[Stored items]
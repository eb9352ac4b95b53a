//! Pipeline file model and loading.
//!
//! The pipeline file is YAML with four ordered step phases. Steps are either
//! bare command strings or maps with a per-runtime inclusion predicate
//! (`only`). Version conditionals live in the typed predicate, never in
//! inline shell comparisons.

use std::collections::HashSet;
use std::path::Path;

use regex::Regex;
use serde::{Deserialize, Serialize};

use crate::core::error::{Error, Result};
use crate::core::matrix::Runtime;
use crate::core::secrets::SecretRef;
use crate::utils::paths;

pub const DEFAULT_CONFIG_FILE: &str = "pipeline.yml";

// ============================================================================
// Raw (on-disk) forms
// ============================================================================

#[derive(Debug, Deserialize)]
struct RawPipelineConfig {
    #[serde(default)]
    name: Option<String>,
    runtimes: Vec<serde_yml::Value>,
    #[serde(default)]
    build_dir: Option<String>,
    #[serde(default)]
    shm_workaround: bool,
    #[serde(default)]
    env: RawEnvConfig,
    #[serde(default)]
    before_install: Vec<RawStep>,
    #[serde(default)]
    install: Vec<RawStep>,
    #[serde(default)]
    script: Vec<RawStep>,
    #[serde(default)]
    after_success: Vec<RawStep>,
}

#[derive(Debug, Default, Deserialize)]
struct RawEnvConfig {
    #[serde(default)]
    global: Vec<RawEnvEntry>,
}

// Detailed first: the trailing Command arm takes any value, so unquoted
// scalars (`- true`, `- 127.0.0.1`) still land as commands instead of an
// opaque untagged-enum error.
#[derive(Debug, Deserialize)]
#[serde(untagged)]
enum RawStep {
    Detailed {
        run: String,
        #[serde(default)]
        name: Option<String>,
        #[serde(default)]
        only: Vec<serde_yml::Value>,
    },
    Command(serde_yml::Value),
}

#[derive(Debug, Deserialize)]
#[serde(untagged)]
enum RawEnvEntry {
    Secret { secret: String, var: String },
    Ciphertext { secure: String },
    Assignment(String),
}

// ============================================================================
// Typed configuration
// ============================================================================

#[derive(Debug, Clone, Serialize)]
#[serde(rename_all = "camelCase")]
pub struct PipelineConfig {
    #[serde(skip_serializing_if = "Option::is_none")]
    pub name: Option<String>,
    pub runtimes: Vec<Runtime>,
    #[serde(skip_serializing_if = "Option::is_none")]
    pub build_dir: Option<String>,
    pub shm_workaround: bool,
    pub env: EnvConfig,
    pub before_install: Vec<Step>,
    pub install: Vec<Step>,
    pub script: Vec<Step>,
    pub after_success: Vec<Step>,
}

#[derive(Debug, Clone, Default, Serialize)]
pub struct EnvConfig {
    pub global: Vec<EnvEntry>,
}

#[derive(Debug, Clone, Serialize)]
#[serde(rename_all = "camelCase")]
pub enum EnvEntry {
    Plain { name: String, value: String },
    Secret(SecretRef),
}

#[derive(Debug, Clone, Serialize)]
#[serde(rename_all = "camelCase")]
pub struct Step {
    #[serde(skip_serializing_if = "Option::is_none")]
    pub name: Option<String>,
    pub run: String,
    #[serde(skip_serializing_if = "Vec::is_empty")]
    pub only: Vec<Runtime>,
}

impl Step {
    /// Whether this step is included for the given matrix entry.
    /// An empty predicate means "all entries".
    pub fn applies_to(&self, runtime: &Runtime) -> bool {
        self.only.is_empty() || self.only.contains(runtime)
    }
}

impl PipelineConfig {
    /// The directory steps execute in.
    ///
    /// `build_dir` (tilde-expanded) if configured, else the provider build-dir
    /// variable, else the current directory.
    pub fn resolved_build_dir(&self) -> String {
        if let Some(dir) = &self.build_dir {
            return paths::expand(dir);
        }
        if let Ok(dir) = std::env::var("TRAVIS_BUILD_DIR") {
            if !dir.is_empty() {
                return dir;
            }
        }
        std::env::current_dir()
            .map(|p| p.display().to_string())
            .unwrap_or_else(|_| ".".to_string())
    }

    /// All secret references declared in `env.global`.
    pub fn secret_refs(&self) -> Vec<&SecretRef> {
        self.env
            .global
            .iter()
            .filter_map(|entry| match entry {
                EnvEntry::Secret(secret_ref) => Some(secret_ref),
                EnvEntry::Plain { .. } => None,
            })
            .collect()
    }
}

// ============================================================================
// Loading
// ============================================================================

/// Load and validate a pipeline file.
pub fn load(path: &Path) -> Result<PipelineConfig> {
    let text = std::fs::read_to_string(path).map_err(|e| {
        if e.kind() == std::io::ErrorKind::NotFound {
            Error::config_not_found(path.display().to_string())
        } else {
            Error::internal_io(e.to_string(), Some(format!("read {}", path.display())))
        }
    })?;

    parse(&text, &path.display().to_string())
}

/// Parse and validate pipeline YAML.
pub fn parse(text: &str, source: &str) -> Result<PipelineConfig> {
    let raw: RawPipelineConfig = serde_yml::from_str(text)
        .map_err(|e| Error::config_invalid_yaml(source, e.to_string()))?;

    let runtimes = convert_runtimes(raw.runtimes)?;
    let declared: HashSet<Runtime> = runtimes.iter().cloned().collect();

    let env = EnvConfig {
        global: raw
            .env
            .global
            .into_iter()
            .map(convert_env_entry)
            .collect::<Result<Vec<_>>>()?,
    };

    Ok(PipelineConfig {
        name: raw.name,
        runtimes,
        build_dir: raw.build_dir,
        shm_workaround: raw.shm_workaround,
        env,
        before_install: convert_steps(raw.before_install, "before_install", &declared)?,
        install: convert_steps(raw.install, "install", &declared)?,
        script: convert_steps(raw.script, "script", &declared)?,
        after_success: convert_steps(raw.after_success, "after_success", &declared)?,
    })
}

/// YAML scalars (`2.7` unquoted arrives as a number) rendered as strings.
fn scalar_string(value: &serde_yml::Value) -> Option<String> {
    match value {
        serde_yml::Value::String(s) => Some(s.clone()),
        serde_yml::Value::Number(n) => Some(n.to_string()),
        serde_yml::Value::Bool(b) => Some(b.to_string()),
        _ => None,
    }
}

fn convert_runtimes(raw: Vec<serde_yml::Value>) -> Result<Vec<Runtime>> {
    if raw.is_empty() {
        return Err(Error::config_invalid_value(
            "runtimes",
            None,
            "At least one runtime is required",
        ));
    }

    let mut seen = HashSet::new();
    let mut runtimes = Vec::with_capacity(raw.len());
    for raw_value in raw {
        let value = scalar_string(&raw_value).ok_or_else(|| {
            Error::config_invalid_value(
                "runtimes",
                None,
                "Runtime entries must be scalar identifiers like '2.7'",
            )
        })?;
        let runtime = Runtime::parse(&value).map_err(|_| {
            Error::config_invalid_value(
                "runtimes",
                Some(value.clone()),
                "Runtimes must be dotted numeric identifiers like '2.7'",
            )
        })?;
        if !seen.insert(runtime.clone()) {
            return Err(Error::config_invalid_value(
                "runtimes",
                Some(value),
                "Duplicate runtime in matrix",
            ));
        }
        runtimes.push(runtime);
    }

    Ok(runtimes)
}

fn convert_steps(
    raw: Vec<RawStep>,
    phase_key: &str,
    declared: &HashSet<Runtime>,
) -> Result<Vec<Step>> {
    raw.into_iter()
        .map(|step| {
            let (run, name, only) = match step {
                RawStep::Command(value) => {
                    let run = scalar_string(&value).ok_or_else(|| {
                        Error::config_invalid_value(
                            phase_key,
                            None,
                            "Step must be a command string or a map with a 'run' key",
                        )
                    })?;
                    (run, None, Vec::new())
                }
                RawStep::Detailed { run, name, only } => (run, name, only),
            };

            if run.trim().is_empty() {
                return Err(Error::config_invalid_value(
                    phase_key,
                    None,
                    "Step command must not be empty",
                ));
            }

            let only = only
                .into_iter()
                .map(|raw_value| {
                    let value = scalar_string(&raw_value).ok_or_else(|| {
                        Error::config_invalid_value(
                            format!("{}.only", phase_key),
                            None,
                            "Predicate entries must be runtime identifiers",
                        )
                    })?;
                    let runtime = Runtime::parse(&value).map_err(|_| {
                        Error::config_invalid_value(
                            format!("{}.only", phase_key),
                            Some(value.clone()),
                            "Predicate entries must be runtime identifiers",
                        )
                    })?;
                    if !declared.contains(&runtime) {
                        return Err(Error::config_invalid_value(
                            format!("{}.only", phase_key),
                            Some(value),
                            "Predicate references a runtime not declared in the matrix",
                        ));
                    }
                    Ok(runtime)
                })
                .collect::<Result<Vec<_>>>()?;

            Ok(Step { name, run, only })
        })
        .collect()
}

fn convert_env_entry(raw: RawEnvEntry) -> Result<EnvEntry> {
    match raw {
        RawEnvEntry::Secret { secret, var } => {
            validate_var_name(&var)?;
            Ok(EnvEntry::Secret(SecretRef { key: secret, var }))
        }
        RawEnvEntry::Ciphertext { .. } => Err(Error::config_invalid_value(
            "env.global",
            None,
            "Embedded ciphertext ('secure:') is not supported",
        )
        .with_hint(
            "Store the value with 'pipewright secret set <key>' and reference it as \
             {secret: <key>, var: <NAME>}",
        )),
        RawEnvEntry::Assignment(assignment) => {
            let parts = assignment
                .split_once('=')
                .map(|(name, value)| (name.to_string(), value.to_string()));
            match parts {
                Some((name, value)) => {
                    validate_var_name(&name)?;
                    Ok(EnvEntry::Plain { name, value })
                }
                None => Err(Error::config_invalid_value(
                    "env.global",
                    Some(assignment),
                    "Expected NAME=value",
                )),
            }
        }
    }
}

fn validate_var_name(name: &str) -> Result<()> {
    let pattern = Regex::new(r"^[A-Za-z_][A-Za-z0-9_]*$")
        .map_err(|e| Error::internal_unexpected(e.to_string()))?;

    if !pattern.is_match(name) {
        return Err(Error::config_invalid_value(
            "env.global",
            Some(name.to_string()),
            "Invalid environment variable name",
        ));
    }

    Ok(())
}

---

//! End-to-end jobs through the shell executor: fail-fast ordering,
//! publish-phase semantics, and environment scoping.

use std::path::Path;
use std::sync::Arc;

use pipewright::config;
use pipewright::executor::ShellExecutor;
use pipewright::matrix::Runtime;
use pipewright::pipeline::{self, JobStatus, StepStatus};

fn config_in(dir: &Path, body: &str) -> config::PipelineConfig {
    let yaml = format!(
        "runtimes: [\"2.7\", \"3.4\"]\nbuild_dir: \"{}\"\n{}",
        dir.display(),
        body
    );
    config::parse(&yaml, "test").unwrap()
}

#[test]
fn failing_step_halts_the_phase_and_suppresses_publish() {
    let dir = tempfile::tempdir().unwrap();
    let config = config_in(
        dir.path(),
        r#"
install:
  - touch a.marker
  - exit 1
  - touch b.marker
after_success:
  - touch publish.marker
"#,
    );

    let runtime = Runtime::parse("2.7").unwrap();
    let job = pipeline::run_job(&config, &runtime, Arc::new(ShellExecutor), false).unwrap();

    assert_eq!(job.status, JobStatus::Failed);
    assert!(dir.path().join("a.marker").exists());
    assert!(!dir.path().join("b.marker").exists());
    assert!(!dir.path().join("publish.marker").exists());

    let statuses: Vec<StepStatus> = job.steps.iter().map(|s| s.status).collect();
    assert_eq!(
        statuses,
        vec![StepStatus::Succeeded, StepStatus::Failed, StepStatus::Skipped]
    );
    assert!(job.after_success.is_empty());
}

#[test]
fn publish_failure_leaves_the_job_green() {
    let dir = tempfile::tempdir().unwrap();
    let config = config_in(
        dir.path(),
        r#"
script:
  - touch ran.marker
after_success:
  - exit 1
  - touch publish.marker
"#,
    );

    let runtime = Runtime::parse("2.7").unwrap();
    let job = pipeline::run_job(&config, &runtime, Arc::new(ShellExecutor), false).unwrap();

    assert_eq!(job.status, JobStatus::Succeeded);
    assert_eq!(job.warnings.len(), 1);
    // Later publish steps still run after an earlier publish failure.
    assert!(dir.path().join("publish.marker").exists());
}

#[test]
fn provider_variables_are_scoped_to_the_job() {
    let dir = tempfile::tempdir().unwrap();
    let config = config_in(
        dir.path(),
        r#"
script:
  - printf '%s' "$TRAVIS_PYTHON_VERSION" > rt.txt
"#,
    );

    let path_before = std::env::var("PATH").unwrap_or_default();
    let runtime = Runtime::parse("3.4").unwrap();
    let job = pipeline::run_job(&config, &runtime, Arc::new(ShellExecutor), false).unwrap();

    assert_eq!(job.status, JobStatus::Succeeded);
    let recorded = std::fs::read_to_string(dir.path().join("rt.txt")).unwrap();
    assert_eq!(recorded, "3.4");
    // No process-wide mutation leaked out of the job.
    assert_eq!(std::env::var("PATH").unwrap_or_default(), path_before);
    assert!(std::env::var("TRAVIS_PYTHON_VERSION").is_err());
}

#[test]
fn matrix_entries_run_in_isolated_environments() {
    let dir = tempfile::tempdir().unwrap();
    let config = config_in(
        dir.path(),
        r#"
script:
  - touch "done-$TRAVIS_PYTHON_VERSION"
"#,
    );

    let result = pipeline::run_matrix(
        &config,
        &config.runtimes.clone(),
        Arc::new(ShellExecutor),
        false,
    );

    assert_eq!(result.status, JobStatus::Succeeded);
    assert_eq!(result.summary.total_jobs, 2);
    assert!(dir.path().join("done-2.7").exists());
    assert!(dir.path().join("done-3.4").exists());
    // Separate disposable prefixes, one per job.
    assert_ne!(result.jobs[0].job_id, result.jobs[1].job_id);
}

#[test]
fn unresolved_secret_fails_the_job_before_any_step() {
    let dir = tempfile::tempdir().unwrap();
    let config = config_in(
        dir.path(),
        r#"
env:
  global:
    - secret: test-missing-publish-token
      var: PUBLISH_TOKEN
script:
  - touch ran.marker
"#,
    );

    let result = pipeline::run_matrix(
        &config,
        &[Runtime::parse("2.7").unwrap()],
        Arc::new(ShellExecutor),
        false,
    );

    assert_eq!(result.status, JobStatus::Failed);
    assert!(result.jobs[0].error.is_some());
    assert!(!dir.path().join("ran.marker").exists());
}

---

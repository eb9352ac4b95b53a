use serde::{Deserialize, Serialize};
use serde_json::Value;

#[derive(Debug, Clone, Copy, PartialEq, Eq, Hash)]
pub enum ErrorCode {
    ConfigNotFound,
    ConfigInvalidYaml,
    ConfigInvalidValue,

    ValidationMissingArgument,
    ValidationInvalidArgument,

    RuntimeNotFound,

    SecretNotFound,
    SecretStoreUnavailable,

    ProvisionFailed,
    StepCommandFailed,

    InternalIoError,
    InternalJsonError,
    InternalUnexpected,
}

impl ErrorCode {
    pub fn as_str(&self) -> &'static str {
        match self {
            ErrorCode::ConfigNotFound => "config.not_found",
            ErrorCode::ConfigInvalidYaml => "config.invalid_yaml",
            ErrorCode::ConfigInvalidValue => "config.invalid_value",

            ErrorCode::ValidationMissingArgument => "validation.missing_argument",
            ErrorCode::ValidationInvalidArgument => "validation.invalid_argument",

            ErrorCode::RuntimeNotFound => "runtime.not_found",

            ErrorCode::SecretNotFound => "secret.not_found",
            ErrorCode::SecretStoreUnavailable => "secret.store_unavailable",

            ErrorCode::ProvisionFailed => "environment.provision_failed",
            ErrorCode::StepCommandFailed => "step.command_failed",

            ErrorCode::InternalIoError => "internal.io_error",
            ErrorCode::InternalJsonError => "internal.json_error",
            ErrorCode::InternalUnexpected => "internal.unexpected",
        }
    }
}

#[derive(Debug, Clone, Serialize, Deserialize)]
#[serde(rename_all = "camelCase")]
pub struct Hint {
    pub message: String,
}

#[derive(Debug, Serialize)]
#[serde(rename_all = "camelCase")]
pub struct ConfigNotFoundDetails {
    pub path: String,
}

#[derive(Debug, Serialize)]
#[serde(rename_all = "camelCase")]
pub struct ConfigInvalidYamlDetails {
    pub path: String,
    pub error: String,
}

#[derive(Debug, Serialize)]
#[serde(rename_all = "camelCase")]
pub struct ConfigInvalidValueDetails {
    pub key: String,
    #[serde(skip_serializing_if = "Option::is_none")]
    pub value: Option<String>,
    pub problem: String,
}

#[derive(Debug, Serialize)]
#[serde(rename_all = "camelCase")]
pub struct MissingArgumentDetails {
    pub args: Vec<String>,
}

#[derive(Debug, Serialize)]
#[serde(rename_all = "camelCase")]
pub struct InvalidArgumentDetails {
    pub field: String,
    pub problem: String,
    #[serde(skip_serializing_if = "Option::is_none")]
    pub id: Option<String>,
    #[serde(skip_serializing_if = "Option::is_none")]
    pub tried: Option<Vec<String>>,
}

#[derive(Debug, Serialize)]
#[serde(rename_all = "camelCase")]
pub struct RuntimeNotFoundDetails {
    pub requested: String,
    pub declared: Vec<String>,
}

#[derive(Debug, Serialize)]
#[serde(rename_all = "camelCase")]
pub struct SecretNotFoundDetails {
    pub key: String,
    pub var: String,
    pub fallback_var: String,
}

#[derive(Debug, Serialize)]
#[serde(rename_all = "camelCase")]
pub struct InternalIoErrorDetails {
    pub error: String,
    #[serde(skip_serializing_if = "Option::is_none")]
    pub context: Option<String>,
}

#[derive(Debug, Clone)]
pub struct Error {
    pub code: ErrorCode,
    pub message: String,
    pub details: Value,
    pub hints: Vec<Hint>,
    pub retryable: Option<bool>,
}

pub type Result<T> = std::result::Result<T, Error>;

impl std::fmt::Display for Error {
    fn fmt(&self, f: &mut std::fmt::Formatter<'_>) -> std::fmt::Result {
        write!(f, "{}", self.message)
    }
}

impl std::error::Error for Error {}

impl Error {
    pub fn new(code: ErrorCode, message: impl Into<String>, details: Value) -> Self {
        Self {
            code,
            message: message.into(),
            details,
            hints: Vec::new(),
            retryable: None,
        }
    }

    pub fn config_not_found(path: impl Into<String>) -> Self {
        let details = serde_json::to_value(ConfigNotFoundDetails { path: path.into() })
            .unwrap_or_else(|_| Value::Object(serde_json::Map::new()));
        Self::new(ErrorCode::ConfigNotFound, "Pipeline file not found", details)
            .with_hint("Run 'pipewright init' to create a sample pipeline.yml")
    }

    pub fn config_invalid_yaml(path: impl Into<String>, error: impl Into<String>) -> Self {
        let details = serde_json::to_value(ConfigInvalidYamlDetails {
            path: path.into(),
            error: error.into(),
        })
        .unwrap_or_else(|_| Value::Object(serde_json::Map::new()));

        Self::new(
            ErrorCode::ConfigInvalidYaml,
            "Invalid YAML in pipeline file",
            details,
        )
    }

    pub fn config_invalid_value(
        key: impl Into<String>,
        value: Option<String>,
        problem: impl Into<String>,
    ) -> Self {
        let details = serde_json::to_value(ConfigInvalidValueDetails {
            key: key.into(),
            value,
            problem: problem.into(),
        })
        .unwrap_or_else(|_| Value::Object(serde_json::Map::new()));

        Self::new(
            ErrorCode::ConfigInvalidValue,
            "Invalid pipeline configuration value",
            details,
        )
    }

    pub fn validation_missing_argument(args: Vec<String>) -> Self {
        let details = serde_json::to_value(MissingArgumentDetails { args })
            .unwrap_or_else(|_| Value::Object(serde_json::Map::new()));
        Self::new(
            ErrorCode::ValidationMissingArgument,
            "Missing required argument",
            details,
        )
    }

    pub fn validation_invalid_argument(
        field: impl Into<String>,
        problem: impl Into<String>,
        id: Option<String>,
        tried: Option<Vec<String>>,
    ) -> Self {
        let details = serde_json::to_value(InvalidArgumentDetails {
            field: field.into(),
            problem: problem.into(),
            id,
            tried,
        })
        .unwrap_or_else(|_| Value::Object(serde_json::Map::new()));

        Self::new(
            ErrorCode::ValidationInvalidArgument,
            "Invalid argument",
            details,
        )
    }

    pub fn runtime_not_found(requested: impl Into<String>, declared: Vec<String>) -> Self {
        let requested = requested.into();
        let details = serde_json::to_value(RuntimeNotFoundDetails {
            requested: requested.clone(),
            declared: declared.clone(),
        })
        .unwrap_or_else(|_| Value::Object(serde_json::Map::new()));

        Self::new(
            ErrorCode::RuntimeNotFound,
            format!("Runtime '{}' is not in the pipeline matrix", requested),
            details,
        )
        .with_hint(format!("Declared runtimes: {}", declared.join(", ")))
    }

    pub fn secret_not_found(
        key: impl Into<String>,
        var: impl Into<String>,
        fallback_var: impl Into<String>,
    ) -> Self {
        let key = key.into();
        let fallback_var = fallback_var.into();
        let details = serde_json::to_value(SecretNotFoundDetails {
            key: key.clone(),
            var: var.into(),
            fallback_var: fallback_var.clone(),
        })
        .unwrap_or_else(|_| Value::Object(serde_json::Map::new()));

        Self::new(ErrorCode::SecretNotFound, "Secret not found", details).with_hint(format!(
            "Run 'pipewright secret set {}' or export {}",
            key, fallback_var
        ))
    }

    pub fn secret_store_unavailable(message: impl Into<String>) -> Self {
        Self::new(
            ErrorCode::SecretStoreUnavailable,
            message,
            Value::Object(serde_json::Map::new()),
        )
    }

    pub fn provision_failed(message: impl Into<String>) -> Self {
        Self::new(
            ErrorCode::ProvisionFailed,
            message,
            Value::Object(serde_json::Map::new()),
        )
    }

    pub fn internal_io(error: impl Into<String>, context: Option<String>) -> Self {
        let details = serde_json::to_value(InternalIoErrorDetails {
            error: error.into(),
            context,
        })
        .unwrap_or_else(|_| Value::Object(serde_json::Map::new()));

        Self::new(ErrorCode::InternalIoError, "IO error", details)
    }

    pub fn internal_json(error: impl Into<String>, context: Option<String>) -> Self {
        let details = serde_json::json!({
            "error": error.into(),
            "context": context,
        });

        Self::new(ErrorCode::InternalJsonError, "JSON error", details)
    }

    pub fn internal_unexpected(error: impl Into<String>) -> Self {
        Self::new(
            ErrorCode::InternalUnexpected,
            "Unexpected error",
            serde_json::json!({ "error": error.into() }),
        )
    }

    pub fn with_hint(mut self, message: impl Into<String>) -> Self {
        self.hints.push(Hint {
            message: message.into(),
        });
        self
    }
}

*Required action:* Whenever "RawPipelineConfig" occurs in a line of the entries, copy that line.

*Solution:*
struct RawPipelineConfig {
    let raw: RawPipelineConfig = serde_yml::from_str(text)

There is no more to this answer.